11:35 am, 1 Dec 03
lj analyses
- The LiveJournal interests graph is odd: each user is linked to a bunch of interests, and each interest is linked to a bunch of users (in this representation, all links are bidirectional). No users are directly linked and no interests are directly linked.
Two subset interpretations:- Make the nodes exclusively users and the links to other users based on shared interests. Now you can find a "what do [a] and [b] have in common?" based on shortest paths.
- Make the nodes exclusively interests and the links to other interests based on users who include both interests. (This graph may be more useful than the one above if the number of interests is below 20k or so, because then we can do full graph computations on a normal computer.) Make the link cost a function (inverse) of the number of users who include both interests. Now you can find the diameter (and the maximally-distant links) as the "most dissimilar" interests; users who intentionally pick dissimilar interests with the intention of messing up the graph will only add a high-cost link.
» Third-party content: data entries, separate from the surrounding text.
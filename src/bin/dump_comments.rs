use docx_comments::extract_comments_from_docx;
use std::path::PathBuf;

fn main() -> anyhow::Result<()> {
    env_logger::Builder::from_env(env_logger::Env::default().default_filter_or("info")).init();

    let data_dir = std::env::args_os()
        .nth(1)
        .map(PathBuf::from)
        .unwrap_or_else(|| PathBuf::from("./data"));
    if !data_dir.exists() {
        println!("No {} directory found. Create it and place .docx files there.", data_dir.display());
        return Ok(());
    }

    let mut paths: Vec<PathBuf> = std::fs::read_dir(&data_dir)?
        .filter_map(|entry| entry.ok().map(|e| e.path()))
        .filter(|path| path.extension().map_or(false, |ext| ext.eq_ignore_ascii_case("docx")))
        .collect();
    paths.sort();

    for path in paths {
        println!("Scanning {}", path.display());
        match extract_comments_from_docx(&path) {
            Ok(comments) => {
                println!("Found {} comments", comments.len());
                for c in &comments {
                    println!("[p.{}] {}: {} -> {}", c.page, c.author, c.text, c.referenced_text);
                }
            }
            Err(e) => log::error!("Failed to read {}: {:#}", path.display(), e),
        }
    }

    Ok(())
}
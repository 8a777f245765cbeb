//! The agent control loop.
//!
//! ```text
//! Idle ─poll─▶ Sampling ─▶ Idle
//! Idle ─report─▶ Reporting ─ok─▶ Idle
//!                Reporting ─retriable─▶ BackingOff ─▶ Reporting
//!                Reporting ─fatal / exhausted─▶ Idle   (batch dropped)
//! ```
//!
//! Cancellation stops both tickers and aborts any in-flight delivery or
//! backoff sleep. Pending samples are not flushed.

use std::time::Duration;

use tokio::sync::watch;
use tokio::time::{Instant, MissedTickBehavior, interval_at};
use tracing::{debug, info, warn};

use tally_core::{Metric, RetrySchedule};

use crate::sampler::Sampler;
use crate::transport::{DeliveryError, Transport};

/// Counters describing what a run did; returned when the loop exits.
#[derive(Debug, Clone, Copy, Default, PartialEq, Eq)]
pub struct RunSummary {
    pub polls: u64,
    pub batches_delivered: u64,
    pub batches_dropped: u64,
}

pub struct Agent<T> {
    sampler: Sampler,
    transport: T,
    retry: RetrySchedule,
    poll_interval: Duration,
    report_interval: Duration,
    pending: Vec<Metric>,
}

impl<T: Transport> Agent<T> {
    pub fn new(transport: T, poll_interval: Duration, report_interval: Duration) -> Self {
        Self {
            sampler: Sampler::new(),
            transport,
            retry: RetrySchedule::default(),
            poll_interval,
            report_interval,
            pending: Vec::new(),
        }
    }

    pub fn with_retry(mut self, retry: RetrySchedule) -> Self {
        self.retry = retry;
        self
    }

    /// Run until `shutdown` flips to `true` (or its sender is dropped).
    pub async fn run(mut self, mut shutdown: watch::Receiver<bool>) -> RunSummary {
        let mut summary = RunSummary::default();
        let start = Instant::now();
        let mut poll = interval_at(start + self.poll_interval, self.poll_interval);
        let mut report = interval_at(start + self.report_interval, self.report_interval);
        poll.set_missed_tick_behavior(MissedTickBehavior::Delay);
        report.set_missed_tick_behavior(MissedTickBehavior::Delay);

        info!(
            poll_ms = self.poll_interval.as_millis() as u64,
            report_ms = self.report_interval.as_millis() as u64,
            "agent loop started"
        );

        loop {
            tokio::select! {
                _ = poll.tick() => {
                    let batch = self.sampler.sample();
                    debug!(samples = batch.len(), "polled");
                    self.pending.extend(batch);
                    summary.polls += 1;
                }
                _ = report.tick() => {
                    if self.pending.is_empty() {
                        debug!("nothing to report");
                        continue;
                    }
                    let batch = std::mem::take(&mut self.pending);
                    tokio::select! {
                        result = self.deliver(&batch) => match result {
                            Ok(()) => summary.batches_delivered += 1,
                            Err(e) => {
                                warn!(error = %e, records = batch.len(), "dropping batch");
                                summary.batches_dropped += 1;
                            }
                        },
                        _ = shutdown.changed() => {
                            info!("shutdown during delivery");
                            break;
                        }
                    }
                }
                _ = shutdown.changed() => {
                    info!("shutdown requested");
                    break;
                }
            }
        }

        info!(
            polls = summary.polls,
            delivered = summary.batches_delivered,
            dropped = summary.batches_dropped,
            unsent = self.pending.len(),
            "agent loop stopped"
        );
        summary
    }

    /// Deliver one batch, backing off on retriable failures.
    pub async fn deliver(&self, batch: &[Metric]) -> Result<(), DeliveryError> {
        self.retry
            .run("deliver batch", DeliveryError::is_retriable, || {
                self.transport.deliver(batch)
            })
            .await
    }
}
Figuring out who in general has "interests in common" with a given user is a different problem. I recall some stuff from my stats class about relative information (a common interest like "music" is much less meaningful than a specific one like "debian") but I don't remember the details of how it works. :( - The shortest-path problem between two users or interests is much easier to solve if you're only computing for two specific users. A breadth-first search from both ends at the same time ought to be pretty quick;
I imaginethis is how LJ Connect actually works. - I'd really like to run some imaginary "flow" algorithm and figure out who is the "most popular" (high in-degree in friends links isn't as meaningful as "valuable" links-- think Google's pagerank), but I don't know anything about how those work.
LiveJournal Interests graph
Just out of random, I thought I would let you know that this graph is actually being shown in INFO 424 by Prof. Dave Hendry as part of the course to aide the students in understanding networks visualization. =)Re: LiveJournal Interests graph
Which graph?I think you're looking for the mutual information measure. But I don't have the textbook in front of me, so I may be remembering wrong.
My class in pattern recognition might be interested in this data too...
silly question
do you know of a place where all the people who are doing lj analyse stuff hang out? there is the trust thingie, lj connect and some others i've seen but i'm interested in something really comprensive any pointers would be great.Re: silly question
no, but it'd be great if there was one.Re: silly question
i've been thinking about creating a community about lj topography questions, because i have a lot. but, i'm not really sure the interest is there to really generate a lot of discussion. Have you seen any 3d renderings of friends' networks? i was looking into elegant ways of displaying friends networks/groupings/what-have-you and found graphviz (,the de facto standard,) to be rather ugly. i'm sure lj couldn't handle the load of rendering 3d maps for people, but i was sort of thinking, as fast as lj grows (in users)... the friends map doesn't grow nearly as fast... maybe one could cache the results of a clever placement algorithm... well, i'll stop babbling here.